The International Monetary Fund (IMF) has released an assessment on Malta’s economy which focused on the effects of the Russian invasion of Ukraine and the subsidy of energy prices among other issues.
The IMF said that Malta’s economy recovered strongly after the worst economic decline ever as a result of the COVID-19 pandemic. They noted that economic growth picked up and inflation remained among the lowest in the eurozone, in large part due to the Government freezing energy prices.
Economic growth is expected to slow down to 3.25 per cent in 2023 due to weaker consumer purchasing power leading to a reduction in demand for goods. Inflation is expected to drop to 3.25 per cent by the end of 2023.
Malta is also expected to avoid both a recession and a deep slowdown in economic growth due to a strong rebound in tourism and the fast-growing, recession-resilient igaming sector.
Assessment of the energy-subsidy policy and possible ways forward
Malta’s energy sector was described as ‘unique’ within the European context by the IMF.
This is due to the energy sector not being fully liberalised, with Enemed and Enemalta being the sole petroleum product and electricity companies in the country. This allowed the country to enact rapid direct intervention in the market as the war erupted.
Since 2014, only gasoline and diesel prices have fluctuated, otherwise energy prices were kept stable, even during the energy crisis triggered by the Russian invasion of Ukraine.
The IMF noted that the energy crisis threatened the country’s post-pandemic recovery, however, Malta’s decision to freeze energy prices kept inflation well below the EU average.

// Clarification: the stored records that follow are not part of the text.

//! Integration tests for Repository operations.
//!
//! These tests require a running MongoDB server. Set MONGODB_URI to enable
//! them, e.g. `MONGODB_URI=mongodb://localhost:27017`; without it every test
//! returns early.
//!
//! Run with: cargo test -p mongorepo --test test_repository

use bson::{doc, oid::ObjectId, Bson, Document};
use serde::{Deserialize, Serialize};
use uuid::Uuid;

use mongorepo::builder::{FilterBuilder, UpdateBuilder};
use mongorepo::options::{BulkWriteOptions, FindOneAndUpdateOptions, FindOptions, UpdateOptions};
use mongorepo::{
    codec, typed, BulkOperation, ClientConfig, Connection, Entity, EntityBase, IndexSpec,
    RepoError, Repository, RepositoryConfig,
};

#[derive(Debug, Clone, PartialEq, Serialize, Deserialize)]
struct Product {
    #[serde(flatten)]
    base: EntityBase,
    sku: String,
    name: String,
    price: i64,
    #[serde(default)]
    tags: Vec<String>,
    #[serde(with = "codec::uuid_as_binary")]
    batch: Uuid,
}

impl Product {
    fn new(sku: &str, price: i64) -> Self {
        Self {
            base: EntityBase::default(),
            sku: sku.to_string(),
            name: format!("Product {}", sku),
            price,
            tags: Vec::new(),
            batch: Uuid::new_v4(),
        }
    }
}

impl Entity for Product {
    fn object_id(&self) -> Option<ObjectId> {
        self.base.id
    }

    fn set_object_id(&mut self, id: ObjectId) {
        self.base.id = Some(id);
    }
}

#[derive(Debug, Deserialize)]
struct SkuOnly {
    sku: String,
}

/// Helper to get the server URI, or None to skip
fn mongodb_uri() -> Option<String> {
    let _ = tracing_subscriber::fmt().with_test_writer().try_init();
    std::env::var("MONGODB_URI").ok()
}

/// Helper to create a repository on a fresh collection
async fn setup_repository(uri: &str, prefix: &str) -> Repository<Product> {
    let conn = Connection::new(uri, &ClientConfig::default())
        .await
        .expect("connect");
    let name = format!("{}_{}", prefix, ObjectId::new().to_hex());
    Repository::from_database(&conn.database("mongorepo_test"), &name)
}

/// Helper to drop the test collection
async fn cleanup(repo: &Repository<Product>) {
    let _ = repo.collection().drop().await;
}

// =============================================================================
// Create / Find Tests
// =============================================================================

#[tokio::test]
async fn test_create_and_find_by_id() {
    let Some(uri) = mongodb_uri() else { return };
    let repo = setup_repository(&uri, "create").await;

    let mut product = Product::new("A-1", 100);
    let id = repo.create(&mut product, None).await.unwrap();
    assert_eq!(product.object_id(), Some(id));

    let found = repo.find_one_by_object_id(id, None).await.unwrap().unwrap();
    assert_eq!(found, product);

    let missing = repo.find_one_by_object_id(ObjectId::new(), None).await.unwrap();
    assert!(missing.is_none());
    let err = repo.get_by_object_id(ObjectId::new()).await.unwrap_err();
    assert!(err.is_not_found());

    cleanup(&repo).await;
}

#[tokio::test]
async fn test_create_many_keeps_input_order() {
    let Some(uri) = mongodb_uri() else { return };
    let repo = setup_repository(&uri, "create_many").await;

    let mut products = vec![
        Product::new("B-1", 10),
        Product::new("B-2", 20),
        Product::new("B-3", 30),
    ];
    let ids = repo.create_many(&mut products, None).await.unwrap();
    assert_eq!(ids.len(), 3);
    for (product, id) in products.iter().zip(&ids) {
        assert_eq!(product.object_id(), Some(*id));
    }

    let listed = repo.find_list_by_object_ids(&ids[..2], None).await.unwrap();
    assert_eq!(listed.len(), 2);
    assert_eq!(repo.count_by_filter(doc! {}, None).await.unwrap(), 3);

    cleanup(&repo).await;
}

#[tokio::test]
async fn test_find_with_paging_sort_and_default_sort() {
    let Some(uri) = mongodb_uri() else { return };
    let repo = setup_repository(&uri, "paging")
        .await
        .configure(RepositoryConfig::new().default_sort(doc! { "price": -1 }));

    let mut products: Vec<Product> = (1..=7).map(|i| Product::new(&format!("P-{}", i), i * 10)).collect();
    repo.create_many(&mut products, None).await.unwrap();

    // default sort: price descending
    let all = repo.find_all(None).await.unwrap();
    assert_eq!(all.first().map(|p| p.price), Some(70));

    // explicit sort wins, page 2 of size 3
    let page = repo
        .find_list_by_filter(doc! {}, FindOptions::new().sort_by("price", true).page(2, 3))
        .await
        .unwrap();
    let prices: Vec<i64> = page.iter().map(|p| p.price).collect();
    assert_eq!(prices, vec![40, 50, 60]);

    let filter = FilterBuilder::new().gte("price", 30).lt("price", 60).build();
    assert_eq!(repo.count_by_filter(filter, None).await.unwrap(), 3);

    cleanup(&repo).await;
}

#[tokio::test]
async fn test_find_result_is_lazy() {
    let Some(uri) = mongodb_uri() else { return };
    let repo = setup_repository(&uri, "find_result").await;

    let mut products = vec![Product::new("C-1", 1), Product::new("C-2", 2)];
    repo.create_many(&mut products, None).await.unwrap();

    let mut result = repo
        .find_list_result_by_filter(doc! {}, FindOptions::new().sort_by("price", true))
        .await;
    assert!(result.is_ok());
    assert_eq!(result.one().await.unwrap().map(|p| p.sku), Some("C-1".to_string()));
    assert_eq!(result.one().await.unwrap().map(|p| p.sku), Some("C-2".to_string()));
    assert!(result.one().await.unwrap().is_none());

    let bad = repo
        .find_list_result_by_filter(doc! { "price": { "$bogus": 1 } }, None)
        .await;
    assert!(bad.error().is_some());
    assert!(bad.all().await.is_err());

    cleanup(&repo).await;
}

#[tokio::test]
async fn test_typed_finders_and_distinct() {
    let Some(uri) = mongodb_uri() else { return };
    let repo = setup_repository(&uri, "typed").await;

    let mut products = vec![Product::new("D-1", 5), Product::new("D-2", 5)];
    let ids = repo.create_many(&mut products, None).await.unwrap();

    let skus: Vec<SkuOnly> = typed::find_all_t(&repo, FindOptions::new().fields(["sku"]))
        .await
        .unwrap();
    assert_eq!(skus.len(), 2);

    let one: Option<SkuOnly> = typed::find_t_by_object_id(&repo, ids[1], None).await.unwrap();
    assert_eq!(one.map(|s| s.sku), Some("D-2".to_string()));

    let none: Option<SkuOnly> = typed::find_one_t_by_filter(&repo, doc! { "sku": "nope" }, None)
        .await
        .unwrap();
    assert!(none.is_none());

    let listed: Vec<SkuOnly> = typed::find_t_list_by_object_ids(&repo, &ids, None)
        .await
        .unwrap();
    assert_eq!(listed.len(), 2);

    let prices = repo.distinct("price", doc! {}, None).await.unwrap();
    assert_eq!(prices.len(), 1);

    cleanup(&repo).await;
}

// =============================================================================
// Update / Replace / Delete Tests
// =============================================================================

#[tokio::test]
async fn test_find_one_and_update_entity() {
    let Some(uri) = mongodb_uri() else { return };
    let repo = setup_repository(&uri, "foau").await;

    let mut product = Product::new("E-1", 10);
    repo.create(&mut product, None).await.unwrap();

    product.price = 99;
    let after = repo
        .find_one_and_update(&mut product, FindOneAndUpdateOptions::new().return_document_after())
        .await
        .unwrap()
        .unwrap();
    assert_eq!(after.price, 99);

    // no upsert by default
    let mut ghost = Product::new("E-2", 1);
    ghost.set_object_id(ObjectId::new());
    assert!(repo.find_one_and_update(&mut ghost, None).await.unwrap().is_none());
    assert_eq!(repo.count_by_filter(doc! {}, None).await.unwrap(), 1);

    cleanup(&repo).await;
}

#[tokio::test]
async fn test_update_replace_delete() {
    let Some(uri) = mongodb_uri() else { return };
    let repo = setup_repository(&uri, "update").await;

    let mut products = vec![Product::new("F-1", 1), Product::new("F-2", 2)];
    let ids = repo.create_many(&mut products, None).await.unwrap();

    let update = UpdateBuilder::new()
        .add_to_set("tags", "sale")
        .last_modifier_id("tester")
        .build();
    let result = repo.update_many(doc! {}, update, None).await.unwrap();
    assert_eq!(result.modified_count, 2);

    let result = repo
        .update_one(
            doc! { "sku": "F-9" },
            UpdateBuilder::new().set_field("price", 9).build(),
            UpdateOptions::new().upsert(true),
        )
        .await
        .unwrap();
    assert!(result.upserted_id.is_some());

    let mut replacement = Product::new("F-1", 111);
    replacement.set_object_id(ids[0]);
    let result = repo.replace_by_id(ids[0], &replacement, None).await.unwrap();
    assert_eq!(result.matched_count, 1);

    let result = repo.delete_one(ids[1], None).await.unwrap();
    assert_eq!(result.deleted_count, 1);

    let result = repo.delete_many(doc! {}, None).await.unwrap();
    assert_eq!(result.deleted_count, 2);

    cleanup(&repo).await;
}

#[tokio::test]
async fn test_aggregate() {
    let Some(uri) = mongodb_uri() else { return };
    let repo = setup_repository(&uri, "aggregate").await;

    let mut products = vec![Product::new("G-1", 10), Product::new("G-2", 32)];
    repo.create_many(&mut products, None).await.unwrap();

    let totals: Vec<Document> = repo
        .aggregate(
            vec![doc! { "$group": { "_id": Bson::Null, "total": { "$sum": "$price" } } }],
            None,
        )
        .await
        .unwrap();
    assert_eq!(totals.len(), 1);
    assert_eq!(totals[0].get_i64("total").unwrap(), 42);

    cleanup(&repo).await;
}

// =============================================================================
// Index / Bulk Tests
// =============================================================================

#[tokio::test]
async fn test_index_helpers() {
    let Some(uri) = mongodb_uri() else { return };
    let repo = setup_repository(&uri, "index").await;

    // collection does not exist yet
    assert!(!repo.exist_index("sku_unique").await.unwrap());

    let models = vec![
        IndexSpec::new().asc("sku").name("sku_unique").unique(true).build(),
        IndexSpec::new().desc("price").name("price_desc").build(),
    ];
    let created = repo.create_indexes(models.clone(), None).await.unwrap();
    assert_eq!(created.len(), 2);
    assert!(repo.exist_index("sku_unique").await.unwrap());

    // already there
    let created = repo.create_indexes(models, None).await.unwrap();
    assert!(created.is_empty());

    let mut dup = Product::new("H-1", 1);
    repo.create(&mut dup, None).await.unwrap();
    let mut dup2 = Product::new("H-1", 2);
    assert!(matches!(repo.create(&mut dup2, None).await, Err(RepoError::MongoDB(_))));

    repo.delete_index("price_desc").await.unwrap();
    assert!(!repo.exist_index("price_desc").await.unwrap());
    repo.delete_all_indexes().await.unwrap();
    assert_eq!(repo.list_index_names().await.unwrap(), vec!["_id_".to_string()]);

    cleanup(&repo).await;
}

#[tokio::test]
async fn test_bulk_write_ordered_and_unordered() {
    let Some(uri) = mongodb_uri() else { return };
    let repo = setup_repository(&uri, "bulk").await;
    repo.create_index(IndexSpec::new().asc("sku").unique(true).build(), None)
        .await
        .unwrap();

    let summary = repo
        .bulk_write(
            vec![
                BulkOperation::insert_one(Product::new("J-1", 1)),
                BulkOperation::insert_one(Product::new("J-2", 2)),
                BulkOperation::update_one(doc! { "sku": "J-1" }, doc! { "$set": { "price": 10 } }),
                BulkOperation::update_one(doc! { "sku": "J-3" }, doc! { "$set": { "price": 3 } })
                    .upsert(),
                BulkOperation::delete_one(doc! { "sku": "J-2" }),
            ],
            None,
        )
        .await
        .unwrap();
    assert_eq!(summary.inserted_count, 2);
    assert_eq!(summary.modified_count, 1);
    assert_eq!(summary.upserted_count, 1);
    assert!(summary.upserted_ids.contains_key(&3));
    assert_eq!(summary.deleted_count, 1);

    // ordered: duplicate key stops the batch
    let err = repo
        .bulk_write(
            vec![
                BulkOperation::insert_one(Product::new("J-1", 1)),
                BulkOperation::insert_one(Product::new("J-4", 4)),
            ],
            None,
        )
        .await
        .unwrap_err();
    assert!(matches!(err, RepoError::MongoDB(_)));
    assert_eq!(repo.count_by_filter(doc! { "sku": "J-4" }, None).await.unwrap(), 0);

    // unordered: failure recorded, rest applied
    let summary = repo
        .bulk_write(
            vec![
                BulkOperation::insert_one(Product::new("J-1", 1)),
                BulkOperation::insert_one(Product::new("J-5", 5)),
            ],
            BulkWriteOptions::new().ordered(false),
        )
        .await
        .unwrap();
    assert_eq!(summary.inserted_count, 1);
    assert_eq!(summary.failures.len(), 1);
    assert_eq!(summary.failures[0].0, 0);

    cleanup(&repo).await;
}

Freezing energy prices also resulted in higher consumer confidence, better real wages and stronger economic activity, according to the IMF.
However, the IMF cautioned that energy subsidies were expected to add up to 3.5 per cent of national GDP in 2023, mainly driven by the energy-intensive industrial sector.
It was pointed out that the subsidies were not coupled with any incentives for businesses and households to save energy or invest in renewables, indicating a missed opportunity and an adverse effect.
Malta was encouraged to prepare an exit-strategy for the energy subsidy policy since high energy costs were expected to persist for a prolonged period of time. The IMF presented a couple of possible scenarios.
First Scenario – Full passthrough, no more energy subsidies
Under this scenario, energy subsidies would be removed completely. This would lead to a significant impact on household consumption, in line with other European countries, especially for low-income households.
When it came to the effects on industry, the IMF highlighted that it would limited. The greatest risk would be that the energy-intensive industrial sector would become less competitive but not significantly so.
Second Scenario – Full passthrough, no energy subsidies, but subsidising low and middle-income households
Under this scenario, energy subsidies would be removed, but vulnerable households would receive targeted subsidies. The IMF noted that higher-income households are more energy intensive, and as a result, are more expensive to maintain.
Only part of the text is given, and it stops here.